A Full ICU Doesn’t Change the Dispo
December 2, 2016
Short Attention Span Summary
No “soft” ICU admits
The tighter the ICU is on beds, the higher they raise the bar on admission. Authors found that 9% fewer ICU-eligible patients were initially admitted to the ICU when it was over 90% capacity. This study suggests that’s not best for patients. When patients who needed intensive care were first admitted to the ICU, this led to 32% fewer readmissions, decreased length of stay, and over 70% reduction in emergent transfers to the ICU from the floor. An ICU patient needs an ICU. Just because they are tight on beds doesn’t alter the disposition decision.
Spoon Feed
Graciously stand your ground when a patient needs ICU-level care and don’t get talked into admitting to the floor when your training tells you otherwise. That is acting in the patient’s best interest. If we can free up room in the ED for all-comers, the ICU can too.
Abstract
Crit Care Med. 2016 Oct;44(10):1814-21. doi: 10.1097/CCM.0000000000001850.
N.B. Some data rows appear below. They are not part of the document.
//! Message templates with Datadog-style conditional sections
//!
//! `{{#is_alert}}...{{/is_alert}}` renders only while alerting,
//! `{{^is_alert}}...{{/is_alert}}` only while not. `{{value}}` and friends
//! substitute; unknown variables render empty. Anything else, including
//! `@notification-handles`, passes through untouched.

use std::collections::HashMap;
use std::sync::OnceLock;

use regex::Regex;

use super::rule::AlertRule;
use super::state::{AlertState, NotificationKind, Transition};

fn tag_re() -> &'static Regex {
    static RE: OnceLock<Regex> = OnceLock::new();
    RE.get_or_init(|| Regex::new(r"\{\{\s*([#^/]?)\s*([\w.]+)\s*\}\}").expect("template tag regex"))
}

/// Variables and section flags available to a template
#[derive(Debug, Clone, Default)]
pub struct TemplateContext {
    vars: HashMap<String, String>,
    flags: HashMap<String, bool>,
}

impl TemplateContext {
    pub fn new() -> Self {
        Self::default()
    }

    pub fn with_var(mut self, name: &str, value: impl Into<String>) -> Self {
        self.vars.insert(name.to_string(), value.into());
        self
    }

    pub fn with_flag(mut self, name: &str, value: bool) -> Self {
        self.flags.insert(name.to_string(), value);
        self
    }

    /// Context for a rule's state change
    pub fn for_transition(rule: &AlertRule, transition: &Transition, value: Option<f64>) -> Self {
        let recovery = transition.notify == Some(NotificationKind::Recovery);

        Self::new()
            .with_var("name", rule.name.clone())
            .with_var("value", value.map(format_number).unwrap_or_default())
            .with_var("threshold", format_number(rule.thresholds.critical))
            .with_var(
                "warn_threshold",
                rule.thresholds.warning.map(format_number).unwrap_or_default(),
            )
            .with_var("state", transition.to.as_str())
            .with_var("previous_state", transition.from.as_str())
            .with_flag("is_alert", transition.to == AlertState::Alert)
            .with_flag("is_warning", transition.to == AlertState::Warn)
            .with_flag("is_no_data", transition.to == AlertState::NoData)
            .with_flag("is_recovery", recovery)
            .with_flag("is_alert_recovery", transition.is_alert_recovery())
            .with_flag("is_warning_recovery", transition.is_warning_recovery())
    }

    fn flag(&self, name: &str) -> bool {
        self.flags.get(name).copied().unwrap_or(false)
    }

    fn var(&self, name: &str) -> &str {
        self.vars.get(name).map(String::as_str).unwrap_or("")
    }
}

/// Two decimal places, without trailing zeros
pub fn format_number(value: f64) -> String {
    let rounded = (value * 100.0).round() / 100.0;
    format!("{}", rounded)
}

/// Render a template against a context
pub fn render(template: &str, ctx: &TemplateContext) -> String {
    let mut out = String::with_capacity(template.len());
    // (section name, renders)
    let mut sections: Vec<(String, bool)> = Vec::new();
    let mut last = 0;

    for caps in tag_re().captures_iter(template) {
        let Some(tag) = caps.get(0) else { continue };
        let active = sections.iter().all(|(_, on)| *on);
        if active {
            out.push_str(&template[last..tag.start()]);
        }
        last = tag.end();

        let name = &caps[2];
        match &caps[1] {
            "#" => sections.push((name.to_string(), ctx.flag(name))),
            "^" => sections.push((name.to_string(), !ctx.flag(name))),
            "/" => {
                // Stray closers are dropped
                if let Some(pos) = sections.iter().rposition(|(open, _)| open == name) {
                    sections.truncate(pos);
                }
            }
            _ => {
                if active {
                    out.push_str(ctx.var(name));
                }
            }
        }
    }

    if sections.iter().all(|(_, on)| *on) {
        out.push_str(&template[last..]);
    }
    out
}

#[cfg(test)]
mod tests {
    use super::*;
    use crate::alerts::rule::RuleKind;

    const TEMPLATE: &str = "{{#is_alert}}ALERT {{name}} at {{value}} (>= {{threshold}}){{/is_alert}}\
{{#is_warning}}WARN at {{value}}{{/is_warning}}\
{{#is_recovery}}Recovered{{/is_recovery}} @ops-team";

    fn rule() -> AlertRule {
        AlertRule::new(
            "LLM_Error_Detected",
            RuleKind::Threshold,
            "sum(last_5m):sum:errors{*}.as_count() >= 5",
            5.0,
        )
        .with_warning(2.0)
        .with_message(TEMPLATE)
    }

    fn transition(
        from: AlertState,
        to: AlertState,
        notify: Option<NotificationKind>,
    ) -> Transition {
        Transition { from, to, notify }
    }

    #[test]
    fn test_alert_section() {
        let t = transition(AlertState::Ok, AlertState::Alert, Some(NotificationKind::Alert));
        let ctx = TemplateContext::for_transition(&rule(), &t, Some(7.0));
        assert_eq!(render(TEMPLATE, &ctx), "ALERT LLM_Error_Detected at 7 (>= 5) @ops-team");
    }

    #[test]
    fn test_warning_and_recovery_sections() {
        let t = transition(AlertState::Ok, AlertState::Warn, Some(NotificationKind::Warn));
        let ctx = TemplateContext::for_transition(&rule(), &t, Some(2.5));
        assert_eq!(render(TEMPLATE, &ctx), "WARN at 2.5 @ops-team");

        let t = transition(AlertState::Alert, AlertState::Ok, Some(NotificationKind::Recovery));
        let ctx = TemplateContext::for_transition(&rule(), &t, Some(0.0));
        assert_eq!(render(TEMPLATE, &ctx), "Recovered @ops-team");
    }

    #[test]
    fn test_inverted_and_nested_sections() {
        let ctx = TemplateContext::new()
            .with_flag("is_alert", false)
            .with_flag("is_alert_recovery", true)
            .with_var("value", "3");
        let template = "{{^is_alert}}not alerting{{#is_alert_recovery}} (was {{value}}){{/is_alert_recovery}}{{/is_alert}}.";
        assert_eq!(render(template, &ctx), "not alerting (was 3).");

        let ctx = ctx.with_flag("is_alert", true);
        assert_eq!(render(template, &ctx), ".");
    }

    #[test]
    fn test_unknown_variables_and_stray_closers() {
        let ctx = TemplateContext::new();
        assert_eq!(render("host={{host.name}}{{/is_alert}}!", &ctx), "host=!");
        assert_eq!(render("no tags here", &ctx), "no tags here");
    }

    #[test]
    fn test_unclosed_section_hides_tail() {
        let ctx = TemplateContext::new();
        assert_eq!(render("start {{#is_alert}}hidden", &ctx), "start ");
    }

    #[test]
    fn test_format_number() {
        assert_eq!(format_number(1.0), "1");
        assert_eq!(format_number(14.4), "14.4");
        assert_eq!(format_number(0.1 + 0.2), "0.3");
        assert_eq!(format_number(1234.5678), "1234.57");
    }
}
//! Per-request metric emission
//!
//! Every chat request records into three places: the process totals served by
//! `/metrics`, the in-process [`MetricStore`] read by the alert checker, and
//! Datadog when an API key is configured.

use std::sync::atomic::{AtomicU64, Ordering};
use std::sync::Arc;

use serde::Serialize;

use super::datadog::{DatadogClient, SeriesPoint};
use super::store::{MetricStore, SeriesKind};
use crate::config::DatadogConfig;

pub const REQUESTS_TOTAL: &str = "requests_total";
pub const CHAT_SUCCESS_TOTAL: &str = "chat_success_total";
pub const CHAT_ERROR_TOTAL: &str = "chat_error_total";
pub const LATENCY_MS: &str = "latency_ms";

/// Fully qualified metric names for a namespace
#[derive(Debug, Clone, PartialEq, Eq)]
pub struct MetricNames {
    pub requests_total: String,
    pub chat_success_total: String,
    pub chat_error_total: String,
    pub latency_ms: String,
}

impl MetricNames {
    pub fn new(namespace: &str) -> Self {
        let qualify = |name: &str| {
            if namespace.is_empty() {
                name.to_string()
            } else {
                format!("{}.{}", namespace, name)
            }
        };
        Self {
            requests_total: qualify(REQUESTS_TOTAL),
            chat_success_total: qualify(CHAT_SUCCESS_TOTAL),
            chat_error_total: qualify(CHAT_ERROR_TOTAL),
            latency_ms: qualify(LATENCY_MS),
        }
    }
}

/// Point-in-time view of the process totals
#[derive(Debug, Clone, Serialize)]
pub struct TotalsSnapshot {
    pub requests_total: u64,
    pub errors_total: u64,
    pub avg_latency_ms: f64,
}

#[derive(Debug, Default)]
struct Totals {
    requests: AtomicU64,
    errors: AtomicU64,
    latency_ms: AtomicU64,
    timed: AtomicU64,
}

/// Records request, error and latency metrics
pub struct MetricEmitter {
    names: MetricNames,
    base_tags: Vec<String>,
    store: Arc<MetricStore>,
    datadog: Option<Arc<DatadogClient>>,
    totals: Totals,
}

impl MetricEmitter {
    pub fn new(
        config: &DatadogConfig,
        store: Arc<MetricStore>,
        datadog: Option<Arc<DatadogClient>>,
    ) -> Self {
        let names = MetricNames::new(&config.metric_namespace);

        store.register_counter(&names.requests_total);
        store.register_counter(&names.chat_success_total);
        store.register_counter(&names.chat_error_total);

        Self {
            names,
            base_tags: config.base_tags(),
            store,
            datadog,
            totals: Totals::default(),
        }
    }

    pub fn names(&self) -> &MetricNames {
        &self.names
    }

    pub fn store(&self) -> &Arc<MetricStore> {
        &self.store
    }

    /// Count an incoming chat request
    pub fn record_request(&self) {
        self.totals.requests.fetch_add(1, Ordering::Relaxed);
        self.emit(&self.names.requests_total, SeriesKind::Counter, 1.0, &["endpoint:chat"]);
    }

    /// Record a successful completion
    pub fn record_success(&self, latency_ms: u64) {
        self.add_latency(latency_ms);

        self.emit(
            &self.names.latency_ms,
            SeriesKind::Gauge,
            latency_ms as f64,
            &["endpoint:chat", "status:ok"],
        );
        self.emit(&self.names.chat_success_total, SeriesKind::Counter, 1.0, &["endpoint:chat"]);
    }

    /// Record a failed request with its HTTP status and, for server errors, its type
    pub fn record_error(&self, latency_ms: u64, code: u16, error_type: Option<&str>) {
        self.add_latency(latency_ms);
        self.totals.errors.fetch_add(1, Ordering::Relaxed);

        let code_tag = format!("code:{}", code);
        self.emit(
            &self.names.latency_ms,
            SeriesKind::Gauge,
            latency_ms as f64,
            &["endpoint:chat", "status:error", code_tag.as_str()],
        );

        let error_tag = error_type.map(|t| format!("error_type:{}", t));
        let mut tags = vec!["endpoint:chat", code_tag.as_str()];
        if let Some(tag) = error_tag.as_deref() {
            tags.push(tag);
        }
        self.emit(&self.names.chat_error_total, SeriesKind::Counter, 1.0, &tags);
    }

    /// Forward a structured log line to Datadog, if configured
    pub fn forward_log(&self, event: &str, status: &str, fields: serde_json::Value) {
        let Some(client) = self.datadog.clone() else {
            return;
        };
        let extra = match fields {
            serde_json::Value::Object(map) => map,
            _ => serde_json::Map::new(),
        };
        let event = event.to_string();
        let status = status.to_string();

        tokio::spawn(async move {
            if let Err(e) = client.submit_log(&event, &status, extra).await {
                tracing::debug!(error = %e, "Failed to forward log to Datadog");
            }
        });
    }

    pub fn snapshot(&self) -> TotalsSnapshot {
        let requests = self.totals.requests.load(Ordering::Relaxed);
        let timed = self.totals.timed.load(Ordering::Relaxed);
        let latency = self.totals.latency_ms.load(Ordering::Relaxed);

        let avg_latency_ms = if timed > 0 {
            (latency as f64 / timed as f64 * 100.0).round() / 100.0
        } else {
            0.0
        };

        TotalsSnapshot {
            requests_total: requests,
            errors_total: self.totals.errors.load(Ordering::Relaxed),
            avg_latency_ms,
        }
    }

    fn add_latency(&self, latency_ms: u64) {
        self.totals.latency_ms.fetch_add(latency_ms, Ordering::Relaxed);
        self.totals.timed.fetch_add(1, Ordering::Relaxed);
    }

    fn emit(&self, name: &str, kind: SeriesKind, value: f64, extra_tags: &[&str]) {
        let mut tags: Vec<String> = extra_tags.iter().map(|t| t.to_string()).collect();
        tags.extend(self.base_tags.iter().cloned());

        let now = chrono::Utc::now();
        self.store.record(name, kind, now.timestamp_millis(), value, &tags);

        if let Some(client) = self.datadog.clone() {
            let point = SeriesPoint::new(name, kind, now.timestamp(), value, tags);
            tokio::spawn(async move {
                if let Err(e) = client.submit_series(&[point]).await {
                    tracing::debug!(error = %e, "Failed to submit metric to Datadog");
                }
            });
        }
    }
}

#[cfg(test)]
mod tests {
    use super::*;
    use crate::telemetry::store::Aggregation;

    fn test_emitter() -> MetricEmitter {
        let config = DatadogConfig {
            api_key: None,
            app_key: None,
            site: "datadoghq.com".to_string(),
            env: "test".to_string(),
            service: "svc".to_string(),
            metric_namespace: "dd_gemini".to_string(),
        };
        MetricEmitter::new(&config, Arc::new(MetricStore::new()), None)
    }

    fn sum_last_minute(emitter: &MetricEmitter, name: &str, scope: &[&str]) -> Option<f64> {
        let now = chrono::Utc::now().timestamp_millis();
        let scope: Vec<String> = scope.iter().map(|s| s.to_string()).collect();
        emitter
            .store()
            .aggregate(name, &scope, Aggregation::Sum, now - 60_000, now + 1_000)
    }

    #[test]
    fn test_metric_names() {
        let names = MetricNames::new("dd_gemini");
        assert_eq!(names.requests_total, "dd_gemini.requests_total");
        assert_eq!(names.chat_error_total, "dd_gemini.chat_error_total");
        assert_eq!(MetricNames::new("").latency_ms, "latency_ms");
    }

    #[test]
    fn test_counters_registered_at_startup() {
        let emitter = test_emitter();
        let names = emitter.names().clone();
        // The last minute reaches back before the emitter existed
        assert_eq!(sum_last_minute(&emitter, &names.requests_total, &[]), None);

        let now = chrono::Utc::now().timestamp_millis();
        for name in [&names.requests_total, &names.chat_success_total, &names.chat_error_total] {
            let sum = emitter
                .store()
                .aggregate(name, &[], Aggregation::Sum, now, now + 60_000);
            assert_eq!(sum, Some(0.0), "{}", name);
        }
    }

    #[test]
    fn test_success_and_error_recording() {
        let emitter = test_emitter();
        let names = emitter.names().clone();

        emitter.record_request();
        emitter.record_success(100);
        emitter.record_request();
        emitter.record_error(300, 502, Some("upstream"));

        let snapshot = emitter.snapshot();
        assert_eq!(snapshot.requests_total, 2);
        assert_eq!(snapshot.errors_total, 1);
        assert_eq!(snapshot.avg_latency_ms, 200.0);

        assert_eq!(
            sum_last_minute(&emitter, &names.requests_total, &["service:svc", "env:test"]),
            Some(2.0)
        );
        assert_eq!(sum_last_minute(&emitter, &names.chat_success_total, &[]), Some(1.0));
        assert_eq!(
            sum_last_minute(
                &emitter,
                &names.chat_error_total,
                &["code:502", "error_type:upstream"],
            ),
            Some(1.0)
        );
    }
}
Association Among ICU Congestion, ICU Admission Decision, and Patient Outcomes.
Kim SH1, Chan CW, Olivares M, Escobar GJ.
Author information:
11Data Sciences and Operations, Marshall School of Business, University of Southern California, Los Angeles, CA.2Decision, Risk, and Operations Division, Columbia Business School, New York, NY.3Departamento de Ingenieria Industrial, Universidad de Chile, Santiago, Chile.4Kaiser Permanente Northern California, Division of Research, Oakland, CA.5Kaiser Permanente Medical Center, Department of Inpatient Pediatrics, Walnut Creek, CA.
Abstract
OBJECTIVES:
To employ automated bed data to examine whether ICU occupancy influences ICU admission decisions and patient outcomes.
DESIGN:
Retrospective study using an instrumental variable to remove biases from unobserved differences in illness severity for patients admitted to ICU.
SETTING:
Fifteen hospitals in an integrated healthcare delivery system in California.
PATIENTS:
Seventy thousand one hundred thirty-three episodes involving patients admitted via emergency departments to a medical service over a 1-year period between 2008 and 2009.
INTERVENTIONS:
None.
MEASUREMENTS AND MAIN RESULTS:
A third of patients admitted via emergency department to a medical service were admitted under high ICU congestion (more than 90% of beds occupied). High ICU congestion was associated with a 9% lower likelihood of ICU admission for patients defined as eligible for ICU admission. We further found strong associations between ICU admission and patient outcomes, with a 32% lower likelihood of hospital readmission if the first inpatient unit was an ICU. Similarly, hospital length of stay decreased by 33% and likelihood of transfer to ICU from other units-including ICU readmission if the first unit was an ICU-decreased by 73%.
CONCLUSIONS:
High ICU congestion is associated with a lower likelihood of ICU admission, which has important operational implications and can affect patient outcomes. By taking advantage of our ability to identify a subset of patients whose ICU admission decisions are affected by congestion, we found that, if congestion were not a barrier and more eligible patients were admitted to ICU, this hospital system could save approximately 7.5 hospital readmissions and 253.8 hospital days per year. These findings could help inform future capacity planning and staffing decisions.